Segundo Ribeiro, em São Paulo o número de usuários de crack mais velhos, com mais de 65 anos, também não é significativo, mas eles podem ser encontrados em locais como a Cracolândia, no centro da capital paulista.

O uso prolongado da droga entre alguns dos entrevistados pela Gazeta do Povo não o surpreende. “A sobrevida do jovem, da criança e do adolescente é muito pequena, mas mais por conta da violência, pelo envolvimento com o tráfico. Com o passar do tempo criou-se uma falácia de quem usa crack, independentemente da idade, morre cedo. Mas não é bem assim.”

Consequências

O consumo do crack na faixa dos 50 ou 60 anos é ainda mais perigoso por causa dos problemas típicos da idade, como os cardiovasculares, que potencializam os efeitos da pedra. Se considerados outros problemas adquiridos com o consumo de outras drogas ao longo da vida, os riscos são ainda maiores. “Se no jovem a causa da morte pode estar mais ligada ao tráfico, no idoso a conjunção de outras doenças, como a hipertensão, pode ter conseqüências fulminantes”, afirma o neurologista Maccleiton Gehlen. “Se ele já tem outras doenças, a tendência é piorar. Ele acaba tendo mais chances de ter um derrame, uma crise convulsiva um ou quadro demencial.”

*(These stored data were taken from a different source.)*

use ndarray::Array2;

use crate::consts::{LUMINANCE_B, LUMINANCE_G, LUMINANCE_R};

/// A single night-sky image prepared for analysis.
/// Pixel values are f32 in [0.0, 1.0].
#[derive(Clone, Debug)]
pub struct Raster {
    /// Grayscale intensity, row-major, shape = (height, width)
    pub data: Array2<f32>,
    /// Colour planes at the same resolution, when the source had colour.
    pub color: Option<ColorPlanes>,
    /// Original bit depth before conversion (8 or 16)
    pub original_bit_depth: u8,
    /// Analysis size divided by original size (1.0 when not downsampled).
    pub scale: f32,
}

impl Raster {
    pub fn new(data: Array2<f32>, bit_depth: u8) -> Self {
        Self {
            data,
            color: None,
            original_bit_depth: bit_depth,
            scale: 1.0,
        }
    }

    /// Build a raster from colour planes; the grayscale plane is their luminance.
    pub fn from_color(color: ColorPlanes, bit_depth: u8) -> Self {
        let data = color.luminance();
        Self {
            data,
            color: Some(color),
            original_bit_depth: bit_depth,
            scale: 1.0,
        }
    }

    pub fn with_scale(mut self, scale: f32) -> Self {
        self.scale = scale;
        self
    }

    pub fn width(&self) -> usize {
        self.data.ncols()
    }

    pub fn height(&self) -> usize {
        self.data.nrows()
    }

    pub fn is_empty(&self) -> bool {
        self.width() == 0 || self.height() == 0
    }

    /// Bilinear sample at sub-pixel position `(x, y)`; `None` outside the image.
    pub fn sample(&self, x: f32, y: f32) -> Option<f32> {
        bilinear(&self.data, x, y)
    }

    /// Nearest-pixel RGB at `(x, y)`, when colour planes are present.
    pub fn rgb_at(&self, x: f32, y: f32) -> Option<[f32; 3]> {
        let color = self.color.as_ref()?;
        let col = x.round();
        let row = y.round();
        if col < 0.0 || row < 0.0 {
            return None;
        }
        let (col, row) = (col as usize, row as usize);
        if row >= self.height() || col >= self.width() {
            return None;
        }
        Some([
            color.red[[row, col]],
            color.green[[row, col]],
            color.blue[[row, col]],
        ])
    }
}

/// Colour image held as separate channel planes.
#[derive(Clone, Debug)]
pub struct ColorPlanes {
    pub red: Array2<f32>,
    pub green: Array2<f32>,
    pub blue: Array2<f32>,
}

impl ColorPlanes {
    pub fn luminance(&self) -> Array2<f32> {
        let mut out = self.red.mapv(|r| r * LUMINANCE_R);
        out.zip_mut_with(&self.green, |o, &g| *o += g * LUMINANCE_G);
        out.zip_mut_with(&self.blue, |o, &b| *o += b * LUMINANCE_B);
        out
    }
}

pub(crate) fn bilinear(data: &Array2<f32>, x: f32, y: f32) -> Option<f32> {
    let (h, w) = data.dim();
    if w == 0 || h == 0 || x < 0.0 || y < 0.0 {
        return None;
    }
    let max_x = (w - 1) as f32;
    let max_y = (h - 1) as f32;
    if x > max_x || y > max_y {
        return None;
    }

    let x0 = x.floor() as usize;
    let y0 = y.floor() as usize;
    let x1 = (x0 + 1).min(w - 1);
    let y1 = (y0 + 1).min(h - 1);
    let fx = x - x0 as f32;
    let fy = y - y0 as f32;

    let top = data[[y0, x0]] * (1.0 - fx) + data[[y0, x1]] * fx;
    let bottom = data[[y1, x0]] * (1.0 - fx) + data[[y1, x1]] * fx;
    Some(top * (1.0 - fy) + bottom * fy)
}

Segundo o médico geriatra José Mário Tupiná Machado, o organismo de pessoas de idade mais avançada tem dificuldades para se adaptar a novas substâncias, o que pode dificultar o tratamento. “Quanto mais tempo se vive, menos capacidade de adaptação e tolerância a mudanças o organismo tem”, explica Machado. “O nome para isso é reserva funcional. Quanto mais tempo eu vivo, mais ela diminui. Qualquer mudança de ambiente ou introdução de nova medicação, por exemplo, fica mais difícil.”

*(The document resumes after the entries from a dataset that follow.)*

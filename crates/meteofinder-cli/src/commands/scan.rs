use std::path::PathBuf;
use std::sync::Arc;

use anyhow::Result;
use clap::Args;
use meteofinder_core::decision::{resolve_mode, Mode, ModeSelection};
use meteofinder_core::pipeline::{CancelToken, MeteorPipeline, ProgressReporter};
use meteofinder_core::scoring::SensitivityLevel;

use crate::files::{copy_into, find_images, images_to_copy, CopyTarget};
use crate::progress::BarReporter;
use crate::summary::{print_run_report, print_scan_header};

use super::{anthropic_classifier, api_key, load_config, API_KEY_VAR};

#[derive(Args)]
pub struct ScanArgs {
    /// Folder with the night-sky images
    pub folder: PathBuf,

    /// Sensitivity level, 1 (strict) to 5 (permissive)
    #[arg(short, long)]
    pub sensitivity: Option<u8>,

    /// Skip remote verification and accept local candidates
    #[arg(long)]
    pub local: bool,

    /// Only list local candidates, copy nothing
    #[arg(long)]
    pub prefilter_only: bool,

    /// Run the local pre-filter only and stage candidates in Candidates/
    /// for `meteofinder verify`
    #[arg(long, conflicts_with = "prefilter_only")]
    pub candidates_only: bool,

    /// TOML config file (see `meteofinder config`)
    #[arg(short, long)]
    pub config: Option<PathBuf>,

    /// Maximum remote verifications for this run
    #[arg(long)]
    pub max_escalations: Option<usize>,

    /// Remote verifications in flight at once
    #[arg(long)]
    pub concurrency: Option<usize>,

    /// Upload only a crop around the detected streak
    #[arg(long)]
    pub crop: bool,

    /// Print the full report as JSON instead of the summary
    #[arg(long)]
    pub json: bool,
}

pub fn run(args: &ScanArgs) -> Result<()> {
    let mut config = load_config(args.config.as_deref())?;
    if let Some(level) = args.sensitivity {
        config.level = SensitivityLevel::try_from(level)?;
    }
    if let Some(max) = args.max_escalations {
        config.remote.limits.max_escalations = Some(max);
    }
    if let Some(n) = args.concurrency {
        config.remote.max_concurrency = n;
    }
    if args.crop {
        config.remote.anthropic.upload.crop_to_candidate = true;
    }

    let selection = ModeSelection {
        local: args.local || args.candidates_only || config.mode == Mode::LocalOnly,
        prefilter_only: args.prefilter_only || config.mode == Mode::PrefilterOnly,
    };
    let classifier = if selection.local || selection.prefilter_only {
        None
    } else {
        match api_key() {
            Some(key) => Some(anthropic_classifier(key, &config.remote.anthropic)?),
            None => {
                eprintln!("No valid API key found. Running in local-only mode (set {API_KEY_VAR} to verify candidates).");
                None
            }
        }
    };
    config.mode = resolve_mode(selection, classifier.is_some())?;

    let images = find_images(&args.folder)?;
    if !args.json {
        print_scan_header(&args.folder, images.len(), config.mode, config.level);
        if images.is_empty() {
            println!("  No images found.");
            return Ok(());
        }
    }

    let pipeline = MeteorPipeline::new(config, classifier)?;
    let reporter: Arc<dyn ProgressReporter> = Arc::new(BarReporter::new());
    let report = pipeline.run(&images, reporter, &CancelToken::new())?;

    let copied = match CopyTarget::for_scan(report.mode, args.candidates_only) {
        Some(target) => {
            let images = images_to_copy(&report, target, false);
            Some((copy_into(&args.folder, target, &images)?, target))
        }
        None => None,
    };

    if args.json {
        println!("{}", serde_json::to_string_pretty(&report)?);
    } else {
        print_run_report(&report, copied);
    }
    Ok(())
}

Os homens ouvidos pela reportagem apresentaram dificuldade de concentração e de raciocínio durante as entrevistas. Além disso, listaram uma série de problemas de saúde, como hipertensão, dentição prejudicada e hepatite, entre outros. Atualmente eles não trabalham: um por invalidez, depois de sofrer um acidente de moto sob o efeito da droga; o outro recebe uma porcentagem da renda da lanchonete da família enquanto está em tratamento. A rotina de solidão, sem amigos ou familiares, que muitas vezes atinge os idosos, chegou mais cedo para esses personagens. Por enquanto, visualizar um futuro além da abstinência é difícil.